Master of Science (MSc)
Faculty of Science
In adult rats, wheel introduction induces a temporary feeding suppression, which may be the result of either a conditioned taste avoidance induced by wheel running (Left & Grant, 1996), or an anorectic effect produced by running (Mueller, Loft, & Eikelboom, 1997). The first experiment investigated the effect of alternate-day wheel access on consumption of novel 32% sucrose solution in 36 adult male rats. The first group of rats had no wheel access, the second continuous wheel access, and the third alternate-day wheel access. Rats without wheel access consumed large amounts of sucrose from the first day.
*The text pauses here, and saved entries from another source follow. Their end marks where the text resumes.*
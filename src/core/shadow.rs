//! Geometric cloud shadow casting
//!
//! Projects a binary cloud mask along the solar ray at several hypothesized
//! cloud-base heights, composites the per-height candidates with a logical
//! OR, and intersects the result with a spectral darkness test.
//!
//! Known limitation carried from the reference design: dark natural
//! surfaces (water, basalt) can still pass the darkness gate and trigger
//! false positives where the geometry alone would flag them. A water-index
//! exclusion is deliberately NOT applied here.

use crate::core::band_math::normalized_difference;
use crate::core::mask;
use crate::types::{Band, MaskData, MaskResult, Scene, ScoreData};
use std::f64::consts::FRAC_PI_2;

#[cfg(feature = "parallel")]
use rayon::prelude::*;

/// Parameters for shadow projection
#[derive(Debug, Clone)]
pub struct ShadowParams {
    /// Score threshold used to binarize a continuous cloud indicator
    pub score_threshold: f32,
    /// Hypothesized cloud-base heights in meters
    pub cloud_heights_m: Vec<f64>,
    /// Minimum ND(green, swir2) for a pixel to count as spectrally dark
    pub darkness_threshold: f32,
}

impl Default for ShadowParams {
    fn default() -> Self {
        Self {
            score_threshold: 0.5,
            // 500 m to 4000 m in 500 m steps
            cloud_heights_m: (1..=8).map(|i| i as f64 * 500.0).collect(),
            darkness_threshold: 0.25,
        }
    }
}

/// Cloud indicator accepted by the projector: a continuous score
/// (binarized at the configured threshold) or an already decided mask.
#[derive(Debug, Clone, Copy)]
pub enum CloudIndicator<'a> {
    Score(&'a ScoreData),
    Mask(&'a MaskData),
}

/// Shadow projection processor
pub struct ShadowProjector {
    params: ShadowParams,
}

impl ShadowProjector {
    /// Create a projector with the reference parameters.
    pub fn new() -> Self {
        Self {
            params: ShadowParams::default(),
        }
    }

    /// Create a projector with custom parameters.
    pub fn with_params(params: ShadowParams) -> Self {
        Self { params }
    }

    /// Compute the shadow mask for a scene.
    ///
    /// Pure function of the cloud indicator, the scene's solar geometry,
    /// its ground sampling distance, and the configured height hypotheses.
    /// A pixel is shadow iff some plausible cloud height casts onto it,
    /// it is not itself cloud, and it is spectrally dark.
    pub fn shadow_mask(&self, scene: &Scene, indicator: CloudIndicator) -> MaskResult<MaskData> {
        log::info!(
            "Projecting cloud shadows for product {} ({} height hypotheses)",
            scene.metadata().product_id,
            self.params.cloud_heights_m.len()
        );

        let cloud = match indicator {
            CloudIndicator::Score(score) => mask::threshold(score, self.params.score_threshold),
            CloudIndicator::Mask(m) => m.clone(),
        };
        if cloud.dim() != scene.shape() {
            return Err(crate::types::MaskError::ShapeMismatch {
                expected: scene.shape(),
                actual: cloud.dim(),
            });
        }

        let potential = self.potential_shadow(scene, &cloud)?;

        // A pixel cannot be simultaneously cloud and shadow.
        let potential = mask::and(&potential, &mask::negate(&cloud))?;

        // Shadows must also be spectrally dark; geometry alone is not enough.
        let green = scene.band(Band::Green)?;
        let swir2 = scene.band(Band::Swir2)?;
        let darkness = normalized_difference(green, swir2)?;
        let dark = mask::threshold(&darkness, self.params.darkness_threshold);

        let shadow = mask::and(&potential, &dark)?;

        log::info!("Shadow projection completed");
        Ok(shadow)
    }

    /// OR-composite of the translated cloud mask over all height hypotheses.
    fn potential_shadow(&self, scene: &Scene, cloud: &MaskData) -> MaskResult<MaskData> {
        let meta = scene.metadata();
        // Rotate the solar azimuth into the pixel coordinate convention and
        // convert the zenith angle to the elevation complement the tangent
        // formula needs.
        let azimuth = meta.solar_azimuth.to_radians() + FRAC_PI_2;
        let zenith = FRAC_PI_2 - meta.solar_zenith.to_radians();
        let scale = scene.pixel_spacing();

        log::debug!(
            "Shadow ray: azimuth' = {:.4} rad, zenith' = {:.4} rad, scale = {} m",
            azimuth,
            zenith,
            scale
        );

        let offsets: Vec<(isize, isize)> = self
            .params
            .cloud_heights_m
            .iter()
            .map(|&height| shadow_offset(azimuth, zenith, height, scale))
            .collect();

        // Per-height translations are independent; the OR reduction is
        // associative and commutative, so any combine order is fine.
        #[cfg(feature = "parallel")]
        let composite = offsets
            .par_iter()
            .map(|&(dx, dy)| translate(cloud, dx, dy))
            .reduce(
                || MaskData::from_elem(cloud.dim(), false),
                |a, b| or_masks(&a, &b),
            );

        #[cfg(not(feature = "parallel"))]
        let composite = offsets
            .iter()
            .map(|&(dx, dy)| translate(cloud, dx, dy))
            .fold(MaskData::from_elem(cloud.dim(), false), |a, b| {
                or_masks(&a, &b)
            });

        Ok(composite)
    }
}

impl Default for ShadowProjector {
    fn default() -> Self {
        Self::new()
    }
}

/// Pixel-space displacement of a shadow cast from `height` meters.
///
/// The shadow vector length is `tan(zenith') * height`; its components are
/// rounded to whole pixels of `scale` meters.
fn shadow_offset(azimuth: f64, zenith: f64, height: f64, scale: f64) -> (isize, isize) {
    let length = zenith.tan() * height;
    let dx = (azimuth.cos() * length / scale).round() as isize;
    let dy = (azimuth.sin() * length / scale).round() as isize;
    (dx, dy)
}

/// Shift a boolean raster by a whole-pixel offset.
///
/// `dx` moves along columns, `dy` along rows. Samples shifted off the grid
/// are dropped; uncovered pixels are false. This is a footprint translation,
/// not a resample.
fn translate(mask: &MaskData, dx: isize, dy: isize) -> MaskData {
    let (rows, cols) = mask.dim();
    let mut out = MaskData::from_elem((rows, cols), false);

    for ((row, col), &set) in mask.indexed_iter() {
        if !set {
            continue;
        }
        let r = row as isize + dy;
        let c = col as isize + dx;
        if r >= 0 && r < rows as isize && c >= 0 && c < cols as isize {
            out[[r as usize, c as usize]] = true;
        }
    }

    out
}

fn or_masks(a: &MaskData, b: &MaskData) -> MaskData {
    let mut out = a.clone();
    ndarray::Zip::from(&mut out).and(b).for_each(|o, &v| {
        *o = *o || v;
    });
    out
}
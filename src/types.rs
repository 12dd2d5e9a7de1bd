use chrono::{DateTime, Utc};
use ndarray::Array2;
use serde::{Deserialize, Serialize};
use std::collections::HashMap;

/// Single-band reflectance data, scaled to [0, 1]. NaN marks no-data pixels.
pub type BandData = Array2<f32>;

/// Packed integer quality-assurance data (Sentinel-2 QA60).
pub type QaData = Array2<u16>;

/// Continuous per-pixel indicator in [0, 1]; higher = more cloud-like.
/// NaN marks pixels that failed a sub-test and must never classify as cloud.
pub type ScoreData = Array2<f32>;

/// Decided boolean mask (true = flagged).
pub type MaskData = Array2<bool>;

/// Sentinel-2 surface reflectance bands after renaming and scaling.
///
/// The packed QA channel is held separately on [`Scene`] because it is
/// integer-typed, not reflectance.
#[derive(Debug, Clone, Copy, PartialEq, Eq, Hash, Serialize, Deserialize)]
pub enum Band {
    /// B1 coastal aerosol
    Aerosol,
    /// B2
    Blue,
    /// B3
    Green,
    /// B4
    Red,
    /// B5 narrow red edge
    Red2,
    /// B8 near infrared
    Nir,
    /// B8A narrow near infrared
    Red4,
    /// B9 water vapour
    H2o,
    /// B10 cirrus
    Cirrus,
    /// B11 shortwave infrared 1
    Swir1,
    /// B12 shortwave infrared 2
    Swir2,
}

impl std::fmt::Display for Band {
    fn fmt(&self, f: &mut std::fmt::Formatter<'_>) -> std::fmt::Result {
        let name = match self {
            Band::Aerosol => "aerosol",
            Band::Blue => "blue",
            Band::Green => "green",
            Band::Red => "red",
            Band::Red2 => "red2",
            Band::Nir => "nir",
            Band::Red4 => "red4",
            Band::H2o => "h2o",
            Band::Cirrus => "cirrus",
            Band::Swir1 => "swir1",
            Band::Swir2 => "swir2",
        };
        write!(f, "{}", name)
    }
}

/// Scalar acquisition attributes attached to a scene.
///
/// Solar angles are read by the shadow projector; they are fixed at
/// construction and never updated by any operation.
#[derive(Debug, Clone, Serialize, Deserialize)]
pub struct SceneMetadata {
    /// Product identifier (e.g. granule id)
    pub product_id: String,
    /// Sensing time
    pub acquisition_time: DateTime<Utc>,
    /// Solar azimuth angle in degrees
    pub solar_azimuth: f64,
    /// Solar zenith angle in degrees
    pub solar_zenith: f64,
}

/// A multi-band surface reflectance scene on a single pixel grid.
///
/// All bands share the same shape and nominal ground sampling distance.
/// Scenes are value-like: operations derive new rasters or new scenes,
/// they never mutate bands in place.
#[derive(Debug, Clone)]
pub struct Scene {
    bands: HashMap<Band, BandData>,
    qa: Option<QaData>,
    metadata: SceneMetadata,
    pixel_spacing: f64,
    shape: (usize, usize),
}

impl Scene {
    /// Create an empty scene on a fixed grid.
    ///
    /// `pixel_spacing` is the nominal ground sampling distance in meters.
    pub fn new(shape: (usize, usize), pixel_spacing: f64, metadata: SceneMetadata) -> Self {
        Self {
            bands: HashMap::new(),
            qa: None,
            metadata,
            pixel_spacing,
            shape,
        }
    }

    /// Attach a reflectance band. Fails if the raster is not on the scene grid.
    pub fn insert_band(&mut self, band: Band, data: BandData) -> MaskResult<()> {
        self.check_shape(data.dim())?;
        self.bands.insert(band, data);
        Ok(())
    }

    /// Builder-style variant of [`Scene::insert_band`].
    pub fn with_band(mut self, band: Band, data: BandData) -> MaskResult<Self> {
        self.insert_band(band, data)?;
        Ok(self)
    }

    /// Attach the packed QA channel.
    pub fn insert_qa(&mut self, qa: QaData) -> MaskResult<()> {
        self.check_shape(qa.dim())?;
        self.qa = Some(qa);
        Ok(())
    }

    /// Builder-style variant of [`Scene::insert_qa`].
    pub fn with_qa(mut self, qa: QaData) -> MaskResult<Self> {
        self.insert_qa(qa)?;
        Ok(self)
    }

    /// Look up a reflectance band. Never substitutes a default.
    pub fn band(&self, band: Band) -> MaskResult<&BandData> {
        self.bands.get(&band).ok_or(MaskError::MissingBand(band))
    }

    pub fn has_band(&self, band: Band) -> bool {
        self.bands.contains_key(&band)
    }

    /// The packed QA channel, if the scene carries one.
    pub fn qa(&self) -> Option<&QaData> {
        self.qa.as_ref()
    }

    pub fn metadata(&self) -> &SceneMetadata {
        &self.metadata
    }

    /// Ground sampling distance in meters.
    pub fn pixel_spacing(&self) -> f64 {
        self.pixel_spacing
    }

    /// Grid shape as (rows, cols).
    pub fn shape(&self) -> (usize, usize) {
        self.shape
    }

    /// Iterate over the attached reflectance bands.
    pub fn bands(&self) -> impl Iterator<Item = (Band, &BandData)> {
        self.bands.iter().map(|(b, d)| (*b, d))
    }

    fn check_shape(&self, dim: (usize, usize)) -> MaskResult<()> {
        if dim != self.shape {
            return Err(MaskError::ShapeMismatch {
                expected: self.shape,
                actual: dim,
            });
        }
        Ok(())
    }
}

/// Error types for mask generation
#[derive(Debug, thiserror::Error)]
pub enum MaskError {
    #[error("required band '{0}' is missing from the scene")]
    MissingBand(Band),

    #[error("raster shape mismatch: expected {expected:?}, got {actual:?}")]
    ShapeMismatch {
        expected: (usize, usize),
        actual: (usize, usize),
    },

    #[error("invalid parameter: {0}")]
    InvalidParameter(String),

    #[error("processing error: {0}")]
    Processing(String),
}

/// Result type for mask operations
pub type MaskResult<T> = Result<T, MaskError>;
//! Core cloud and shadow masking modules

pub mod band_math;
pub mod qa_bitmask;
pub mod cloud_score;
pub mod shadow;
pub mod mask;
pub mod detect;

// Re-export main types
pub use band_math::{min_aggregate, normalized_difference, rescale, sum};
pub use qa_bitmask::{
    decode_flag, decode_flags, qa_clear_mask, qa_cloud_mask, QA_CIRRUS_BIT, QA_CLOUD_BIT,
};
pub use cloud_score::{CloudScoreParams, CloudScorer};
pub use shadow::{CloudIndicator, ShadowParams, ShadowProjector};
pub use mask::{and, apply_mask, apply_mask_band, negate, or, threshold};
pub use detect::{CloudShadowDetector, DetectorParams, SceneMasks};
Both groups with wheel access had similar, almost complete and long-lasting, suppressed sucrose consumption. The suppression occurred on both wheel and home cage days in the rats with alternate-day wheel exposure. This suggests that the unconditioned effect of running (whether "sickness" or some positive affect), when paired with a novel food, induces conditioned taste avoidance. CS pre-exposure has been shown to reduce conditioned taste avoidance, possibly through latent inhibition (Lubow & Moore, 1959; Lubow, 1989). The second experiment investigated the effect of alternate-day wheel access on consumption of a familiar sucrose solution (rats were given 10 days sucrose pre-exposure) in a similar design. The rats with continuous wheel access showed only a mild and short-lived suppression of the sucrose solution.
Satvat, Elham, "Novelty and the running-induced feeding suppression" (2004). Theses and Dissertations (Comprehensive). 758.